Further, the short term prediction filter 18 and long-term
prediction filter 17 are driven by the input "0" and subtract from
the input signal S.sub.in so as to remove the effects of the
preceding processing frame.
In the white noise code book 11, the series of white noise
waveforms used as the drive source is stored as a code CD. The
level of the white noise waveforms is normalized. Next, the white
noise code book 11, formed by digital memory, outputs a white noise
waveform corresponding to the input address, that is, the code
number CD.sub.k.

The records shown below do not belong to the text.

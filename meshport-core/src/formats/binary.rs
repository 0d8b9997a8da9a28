//! Bounds-checked cursor over an in-memory byte buffer.

use crate::error::{IoError, IoResult};

pub(crate) struct ByteReader<'a> {
    data: &'a [u8],
    pos: usize,
}

impl<'a> ByteReader<'a> {
    pub(crate) fn new(data: &'a [u8]) -> Self {
        Self { data, pos: 0 }
    }

    pub(crate) fn position(&self) -> usize {
        self.pos
    }

    pub(crate) fn len(&self) -> usize {
        self.data.len()
    }

    pub(crate) fn remaining(&self) -> usize {
        self.data.len() - self.pos
    }

    /// Move to an absolute offset, clamped to the end of the buffer.
    pub(crate) fn seek(&mut self, pos: usize) {
        self.pos = pos.min(self.data.len());
    }

    pub(crate) fn read_bytes(&mut self, count: usize) -> IoResult<&'a [u8]> {
        let end = self
            .pos
            .checked_add(count)
            .filter(|&end| end <= self.data.len())
            .ok_or(IoError::UnexpectedEof { position: self.pos })?;
        let bytes = &self.data[self.pos..end];
        self.pos = end;
        Ok(bytes)
    }

    fn read_array<const N: usize>(&mut self) -> IoResult<[u8; N]> {
        let mut out = [0u8; N];
        out.copy_from_slice(self.read_bytes(N)?);
        Ok(out)
    }

    pub(crate) fn read_tag(&mut self) -> IoResult<[u8; 4]> {
        self.read_array()
    }

    pub(crate) fn read_u16_le(&mut self) -> IoResult<u16> {
        self.read_array().map(u16::from_le_bytes)
    }

    pub(crate) fn read_u32_le(&mut self) -> IoResult<u32> {
        self.read_array().map(u32::from_le_bytes)
    }

    pub(crate) fn read_f32_le(&mut self) -> IoResult<f32> {
        self.read_array().map(f32::from_le_bytes)
    }

    pub(crate) fn read_u16_be(&mut self) -> IoResult<u16> {
        self.read_array().map(u16::from_be_bytes)
    }

    pub(crate) fn read_u32_be(&mut self) -> IoResult<u32> {
        self.read_array().map(u32::from_be_bytes)
    }

    pub(crate) fn read_f32_be(&mut self) -> IoResult<f32> {
        self.read_array().map(f32::from_be_bytes)
    }

    /// Bytes up to (not including) the next NUL; the NUL is consumed.
    pub(crate) fn read_cstr(&mut self) -> IoResult<&'a [u8]> {
        let rest = &self.data[self.pos..];
        let len = rest
            .iter()
            .position(|&b| b == 0)
            .ok_or(IoError::UnexpectedEof {
                position: self.data.len(),
            })?;
        let bytes = &rest[..len];
        self.pos += len + 1;
        Ok(bytes)
    }
}
//! Wavefront OBJ, geometry only.
//!
//! Only `v` and `f` records are read; normals, texture coordinates, groups
//! and materials are ignored. Polygons are fan-triangulated.
use std::fmt::Write as _;
use std::path::Path;

use tracing::{debug, warn};

use super::text::{float_triple, leading_index};
use super::{read_file, write_file};
use crate::error::IoResult;
use crate::geometry::{fan_triangulate, Mesh, Vec3};

pub fn load_obj<P: AsRef<Path>>(path: P) -> IoResult<Mesh> {
    let data = read_file(path.as_ref())?;
    decode_obj(&data)
}

/// Decode OBJ text. Never fails; unusable lines are skipped.
pub fn decode_obj(data: &[u8]) -> IoResult<Mesh> {
    let text = String::from_utf8_lossy(data);
    let mut mesh = Mesh::new();
    let mut dropped = 0usize;
    let mut polygon = Vec::new();

    for line in text.lines() {
        let line = line.trim();
        if line.is_empty() || line.starts_with('#') {
            continue;
        }

        let Some((keyword, rest)) = line.split_once(char::is_whitespace) else {
            continue;
        };

        match keyword {
            "v" => {
                if let Some([x, y, z]) = float_triple(rest) {
                    mesh.add_vertex(Vec3::new(x, y, z));
                }
            }
            "f" => {
                let tokens: Vec<&str> = rest.split_whitespace().collect();
                if tokens.len() < 3 {
                    continue;
                }

                polygon.clear();
                polygon.extend(
                    tokens
                        .iter()
                        .filter_map(|token| resolve_index(token, mesh.vertex_count())),
                );

                for [a, b, c] in fan_triangulate(&polygon) {
                    if !mesh.add_face(a, b, c) {
                        dropped += 1;
                    }
                }
            }
            _ => {}
        }
    }

    if dropped > 0 {
        warn!(dropped, "OBJ faces referenced missing vertices");
    }
    debug!(
        vertices = mesh.vertex_count(),
        faces = mesh.face_count(),
        "decoded OBJ"
    );
    Ok(mesh)
}

/// 1-based or negative (relative) OBJ index to a 0-based one.
fn resolve_index(token: &str, vertex_count: usize) -> Option<u32> {
    let index = leading_index(token)?;
    let resolved = match index {
        0 => return None,
        i if i > 0 => i - 1,
        i => vertex_count as i64 + i,
    };
    u32::try_from(resolved).ok()
}

/// Serialise `mesh` as OBJ text, with an `o` record when a name is given.
pub fn encode_obj(mesh: &Mesh, name: Option<&str>) -> Vec<u8> {
    let mut out = String::with_capacity(64 + mesh.vertex_count() * 40 + mesh.face_count() * 20);

    // Writing to a String cannot fail
    let _ = writeln!(out, "# Wavefront OBJ file");
    let _ = writeln!(out, "# Exported by meshport");
    let _ = writeln!(out, "# Vertices: {}", mesh.vertex_count());
    let _ = writeln!(out, "# Faces: {}", mesh.face_count());
    out.push('\n');

    if let Some(name) = name.filter(|n| !n.is_empty()) {
        let _ = writeln!(out, "o {name}");
        out.push('\n');
    }

    for v in &mesh.vertices {
        let _ = writeln!(out, "v {:.6} {:.6} {:.6}", v.x, v.y, v.z);
    }
    out.push('\n');

    for [a, b, c] in &mesh.faces {
        let _ = writeln!(out, "f {} {} {}", a + 1, b + 1, c + 1);
    }

    out.into_bytes()
}

pub fn save_obj<P: AsRef<Path>>(mesh: &Mesh, path: P) -> IoResult<()> {
    write_file(path.as_ref(), &encode_obj(mesh, None))
}

pub fn save_obj_named<P: AsRef<Path>>(mesh: &Mesh, path: P, name: &str) -> IoResult<()> {
    write_file(path.as_ref(), &encode_obj(mesh, Some(name)))
}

Since this white noise waveform is normalized as
mentioned above, it passes through an amplifier 16 having a gain
obtained by a predetermined evaluation equation, then-the long-term
prediction filter 17 performs prediction of the pitch period and
the short-term prediction filter 18 performs prediction between
close sampling values, whereby the reproduced signal R.sub.1 is
created. This signal R.sub.1 is applied to the comparator 13. The
difference of the reproduced signal R.sub.1 from the input signal
S.sub.in is obtained by the comparator 13 and the resultant error
signal (S.sub.in -R.sub.1) ER is weighted by the human auditory
perception weighting processing unit 19 through matching of the
human auditory spectrum to the spectrum of the white noise
waveforms. In the error evaluation unit 14, the squared sum of the
level of the auditory weighted error signal ER is taken and the
error power is evaluated for each later-mentioned subprocessing
frame (for example, of 5 ms). This evaluation is performed four
times within a single processing frame (20 ms) and is performed
similarly for all of the codes in the white noise code book 11, for
example, each of 1024 codes. Based on this evaluation, a single
code number CN providing the minimum error power in all the codes
CD is selected. This designates the optimum code with respect to
the input signal S.sub.in being now given. This is the optimum
code. As the method for obtaining the optimum code, use is made of
the well known analysis-by-synthesis (ABS) method. Together with
the linear prediction coefficient a.sub.i, etc., the code number CN
corresponding to the optimum code is supplied to the output unit
15, where the a.sub.i, CN, etc. are multiplexed to give the coded
output signal S.sub.out.
The value of the linear prediction coefficient a.sub.i does not
change within a single processing frame (for example, 20 ms), but
the code changes with each of the plurality of subprocessing frames
(for example, 5 ms) constituting the processing frame.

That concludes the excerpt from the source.